**Task brief**
Only the lines from the beginning of the data below through the line containing "pub async fn main()" belong in the response, each copied exactly.

**Records provided**
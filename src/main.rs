use clap::{Parser, Subcommand};
use ipld_watcher::{client, server};

#[derive(Parser, Debug)]
#[command(name = "ipld-watcher", author, version, about, long_about = Some("IPLD Watcher\n\n\
Publish, index and stream blockchain data as content-addressed objects"))]
struct Cli {
    #[command(subcommand)]
    command: WatcherCommand,
}

#[derive(Subcommand, Debug)]
enum WatcherCommand {
    /// Server commands
    Server(server::ServerArgs),
    /// Client commands
    Client(client::ClientArgs),
}

#[tokio::main]
pub async fn main() -> anyhow::Result<()> {
    match Cli::parse().command {
        WatcherCommand::Client(args) => client::run(&args).await,
        WatcherCommand::Server(args) => server::run(args).await,
    }
}
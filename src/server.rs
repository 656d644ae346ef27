use crate::{
    api,
    backfill::{BackFillConfig, BackFillService},
    chain::ChainType,
    constants::*,
    content_store::rocks::RocksContentStore,
    index::store::IndexerStore,
    service::{Components, Service},
    subscription::NodeInfo,
    upstream::filesystem::{ArchiveFetcher, FilesystemStreamer},
};
use clap::{ArgAction, Parser};
use serde_derive::{Deserialize, Serialize};
use std::{
    path::{Path, PathBuf},
    sync::Arc,
    time::Duration,
};
use tokio::{sync::mpsc, task::JoinHandle};
use tracing::{debug, info, instrument, level_filters::LevelFilter};
use tracing_subscriber::prelude::*;

#[derive(Parser, Debug, Clone)]
#[command(author, version, about, long_about = None)]
pub struct ServerArgs {
    /// Path to a YAML service configuration, replacing the service flags below
    #[arg(long)]
    config: Option<PathBuf>,
    /// Chain the watched node follows
    #[arg(long, value_enum, default_value_t = ChainType::Ethereum)]
    chain: ChainType,
    /// Path to directory for the relational index
    #[arg(short, long, default_value = DEFAULT_DATABASE_DIR)]
    database_dir: PathBuf,
    /// Path to directory for the content store
    #[arg(long, default_value = DEFAULT_CONTENT_DIR)]
    content_dir: PathBuf,
    /// Path to directory to watch for new payloads
    #[arg(short, long, default_value = DEFAULT_WATCH_DIR)]
    watch_dir: PathBuf,
    /// Path to directory of historical payloads used for back-fill
    #[arg(short, long, default_value = DEFAULT_ARCHIVE_DIR)]
    archive_dir: PathBuf,
    /// Path of the subscriber domain socket
    #[arg(long, default_value = DEFAULT_SOCKET)]
    socket: PathBuf,
    /// Follow the live feed
    #[arg(long, default_value_t = true, action = ArgAction::Set)]
    sync: bool,
    /// Number of publish/index workers
    #[arg(long, default_value_t = DEFAULT_WORKERS)]
    workers: usize,
    /// Capacity of the publish/index work queue
    #[arg(long, default_value_t = WORK_QUEUE_SIZE)]
    work_queue_size: usize,
    /// Repair gaps in the index
    #[arg(long, default_value_t = true, action = ArgAction::Set)]
    backfill: bool,
    /// Heights per back-fill batch
    #[arg(long, default_value_t = DEFAULT_BATCH_SIZE)]
    batch_size: u64,
    /// Back-fill workers per pass
    #[arg(long, default_value_t = DEFAULT_BATCH_NUMBER)]
    batch_number: usize,
    /// Seconds between gap checks
    #[arg(long, default_value_t = DEFAULT_GAP_CHECK_FREQUENCY.as_secs())]
    gap_check_frequency: u64,
    /// Treat heights below the first indexed one as a gap
    #[arg(long, default_value_t = false)]
    backfill_from_genesis: bool,
    /// Identity of the watched node
    #[arg(long, default_value = "")]
    node_id: String,
    #[arg(long, default_value = DEFAULT_CLIENT_NAME)]
    client_name: String,
    #[arg(long, default_value = "")]
    genesis_block: String,
    #[arg(long, default_value_t = DEFAULT_NETWORK_ID)]
    network_id: u64,
    #[arg(long, default_value_t = DEFAULT_CHAIN_ID)]
    chain_id: u64,
    /// Path to directory for logs
    #[arg(short, long, default_value = DEFAULT_LOG_DIR)]
    log_dir: PathBuf,
    /// Max file log level
    #[arg(long, default_value_t = LevelFilter::DEBUG)]
    log_level: LevelFilter,
    /// Max stdout log level
    #[arg(long, default_value_t = LevelFilter::INFO)]
    log_level_stdout: LevelFilter,
}

#[derive(Debug, Clone, PartialEq, Eq, Serialize, Deserialize)]
#[serde(default)]
pub struct NodeConfig {
    pub id: String,
    pub client_name: String,
    pub genesis_block: String,
    pub network_id: u64,
    pub chain_id: u64,
}

impl Default for NodeConfig {
    fn default() -> Self {
        Self {
            id: String::new(),
            client_name: DEFAULT_CLIENT_NAME.into(),
            genesis_block: String::new(),
            network_id: DEFAULT_NETWORK_ID,
            chain_id: DEFAULT_CHAIN_ID,
        }
    }
}

/// Everything needed to assemble a running watcher
#[derive(Debug, Clone, PartialEq, Eq, Serialize, Deserialize)]
#[serde(default)]
pub struct ServiceConfig {
    pub chain: ChainType,
    pub database_dir: PathBuf,
    pub content_dir: PathBuf,
    pub watch_dir: PathBuf,
    pub archive_dir: PathBuf,
    pub socket: PathBuf,
    pub sync: bool,
    pub workers: usize,
    pub work_queue_size: usize,
    pub backfill: bool,
    pub batch_size: u64,
    pub batch_number: usize,
    /// Seconds between gap checks
    pub gap_check_frequency: u64,
    pub backfill_from_genesis: bool,
    pub node: NodeConfig,
}

impl Default for ServiceConfig {
    fn default() -> Self {
        Self {
            chain: ChainType::Ethereum,
            database_dir: DEFAULT_DATABASE_DIR.into(),
            content_dir: DEFAULT_CONTENT_DIR.into(),
            watch_dir: DEFAULT_WATCH_DIR.into(),
            archive_dir: DEFAULT_ARCHIVE_DIR.into(),
            socket: DEFAULT_SOCKET.into(),
            sync: true,
            workers: DEFAULT_WORKERS,
            work_queue_size: WORK_QUEUE_SIZE,
            backfill: true,
            batch_size: DEFAULT_BATCH_SIZE,
            batch_number: DEFAULT_BATCH_NUMBER,
            gap_check_frequency: DEFAULT_GAP_CHECK_FREQUENCY.as_secs(),
            backfill_from_genesis: false,
            node: NodeConfig::default(),
        }
    }
}

impl ServiceConfig {
    pub fn load(path: &Path) -> anyhow::Result<Self> {
        debug!("Reading service config from {}", path.display());
        let contents = std::fs::read_to_string(path)?;
        Ok(serde_yaml::from_str(&contents)?)
    }

    pub fn backfill_config(&self) -> BackFillConfig {
        BackFillConfig {
            batch_size: self.batch_size,
            batch_number: self.batch_number,
            gap_check_frequency: Duration::from_secs(self.gap_check_frequency.max(1)),
        }
    }

    pub fn node_info(&self) -> NodeInfo {
        NodeInfo {
            id: self.node.id.clone(),
            client_name: self.node.client_name.clone(),
            genesis_block: self.node.genesis_block.clone(),
            network_id: self.node.network_id,
            chain_id: self.node.chain_id,
            chain: self.chain,
        }
    }
}

impl From<&ServerArgs> for ServiceConfig {
    fn from(args: &ServerArgs) -> Self {
        Self {
            chain: args.chain,
            database_dir: args.database_dir.clone(),
            content_dir: args.content_dir.clone(),
            watch_dir: args.watch_dir.clone(),
            archive_dir: args.archive_dir.clone(),
            socket: args.socket.clone(),
            sync: args.sync,
            workers: args.workers,
            work_queue_size: args.work_queue_size,
            backfill: args.backfill,
            batch_size: args.batch_size,
            batch_number: args.batch_number,
            gap_check_frequency: args.gap_check_frequency,
            backfill_from_genesis: args.backfill_from_genesis,
            node: NodeConfig {
                id: args.node_id.clone(),
                client_name: args.client_name.clone(),
                genesis_block: args.genesis_block.clone(),
                network_id: args.network_id,
                chain_id: args.chain_id,
            },
        }
    }
}

/// A running watcher: service loops, optional back-fill and the socket API
pub struct IpldWatcher {
    service: Service,
    backfill: Option<BackFillService>,
    socket: PathBuf,
    api: JoinHandle<()>,
    loops: Vec<JoinHandle<()>>,
    _serve_sender: mpsc::Sender<crate::payload::ConvertedData>,
}

impl IpldWatcher {
    #[instrument(skip_all)]
    pub async fn start(config: ServiceConfig) -> anyhow::Result<Self> {
        info!("Starting ipld-watcher for {}", config.chain);
        for dir in [&config.database_dir, &config.content_dir] {
            tokio::fs::create_dir_all(dir).await?;
        }

        let content_store = Arc::new(RocksContentStore::new(&config.content_dir)?);
        let index_store = Arc::new(IndexerStore::new(&config.database_dir)?);
        let components = Components::new(
            config.chain,
            content_store,
            index_store,
            config.backfill_from_genesis,
        );
        let service = Service::new(
            config.chain,
            components.clone(),
            config.node_info(),
            config.workers,
            config.work_queue_size,
        );

        let (serve_sender, serve_receiver) = mpsc::channel(SERVE_CHAN_SIZE);
        let mut loops = vec![service.serve(serve_receiver)];

        if config.sync {
            tokio::fs::create_dir_all(&config.watch_dir).await?;
            let streamer =
                FilesystemStreamer::new(config.chain, &config.watch_dir, PAYLOAD_CHAN_SIZE);
            loops.push(
                service
                    .sync(&streamer, serve_sender.clone(), PAYLOAD_CHAN_SIZE)
                    .await?,
            );
        }

        let backfill = if config.backfill {
            let fetcher = Arc::new(ArchiveFetcher::new(config.chain, &config.archive_dir));
            let backfill = BackFillService::new(
                &components,
                fetcher,
                Some(serve_sender.clone()),
                config.backfill_config(),
            );
            loops.push(backfill.backfill());
            Some(backfill)
        } else {
            None
        };

        let api = api::start(&config.socket, service.clone())?;
        Ok(Self {
            service,
            backfill,
            socket: config.socket,
            api,
            loops,
            _serve_sender: serve_sender,
        })
    }

    pub fn service(&self) -> &Service {
        &self.service
    }

    pub async fn stop(self) {
        if let Some(backfill) = &self.backfill {
            backfill.stop();
        }
        self.service.stop().await;
        self.api.abort();
        for handle in self.loops {
            let _ = handle.await;
        }
        api::remove_socket(&self.socket);
        info!("ipld-watcher stopped");
    }
}

pub async fn run(args: ServerArgs) -> anyhow::Result<()> {
    let log_file = log_file(&args.log_dir).await?;
    init_tracing(&log_file, args.log_level, args.log_level_stdout)?;

    let config = match &args.config {
        Some(path) => ServiceConfig::load(path)?,
        None => ServiceConfig::from(&args),
    };
    let watcher = IpldWatcher::start(config).await?;
    wait_for_signal().await?;
    watcher.stop().await;
    Ok(())
}

/// First unused `ipld-watcher-N.log` in `log_dir`
async fn log_file(log_dir: &Path) -> anyhow::Result<PathBuf> {
    tokio::fs::create_dir_all(log_dir).await?;
    let mut log_number = 0;
    let mut log_fname = log_dir.join("ipld-watcher-0.log");
    while tokio::fs::metadata(&log_fname).await.is_ok() {
        log_number += 1;
        log_fname = log_dir.join(format!("ipld-watcher-{log_number}.log"));
    }
    Ok(log_fname)
}

fn init_tracing(
    log_file: &Path,
    log_level: LevelFilter,
    log_level_stdout: LevelFilter,
) -> anyhow::Result<()> {
    let log_file = std::fs::File::create(log_file)?;
    let file_layer = tracing_subscriber::fmt::layer().with_writer(log_file);

    let stdout_layer = tracing_subscriber::fmt::layer();
    tracing_subscriber::registry()
        .with(stdout_layer.with_filter(log_level_stdout))
        .with(file_layer.with_filter(log_level))
        .try_init()?;
    Ok(())
}

async fn wait_for_signal() -> anyhow::Result<()> {
    use tokio::signal::unix::{signal, SignalKind};
    let mut term = signal(SignalKind::terminate())?;
    let mut int = signal(SignalKind::interrupt())?;
    tokio::select! {
        _ = term.recv() => info!("Received SIGTERM"),
        _ = int.recv() => info!("Received SIGINT"),
    }
    Ok(())
}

**Solution to the exercise**
filename src/main.rs
use clap::{Parser, Subcommand};
use ipld_watcher::{client, server};

#[derive(Parser, Debug)]
#[command(name = "ipld-watcher", author, version, about, long_about = Some("IPLD Watcher\n\n\
Publish, index and stream blockchain data as content-addressed objects"))]
struct Cli {
    #[command(subcommand)]
    command: WatcherCommand,
}

#[derive(Subcommand, Debug)]
enum WatcherCommand {
    /// Server commands
    Server(server::ServerArgs),
    /// Client commands
    Client(client::ClientArgs),
}

#[tokio::main]
pub async fn main() -> anyhow::Result<()> {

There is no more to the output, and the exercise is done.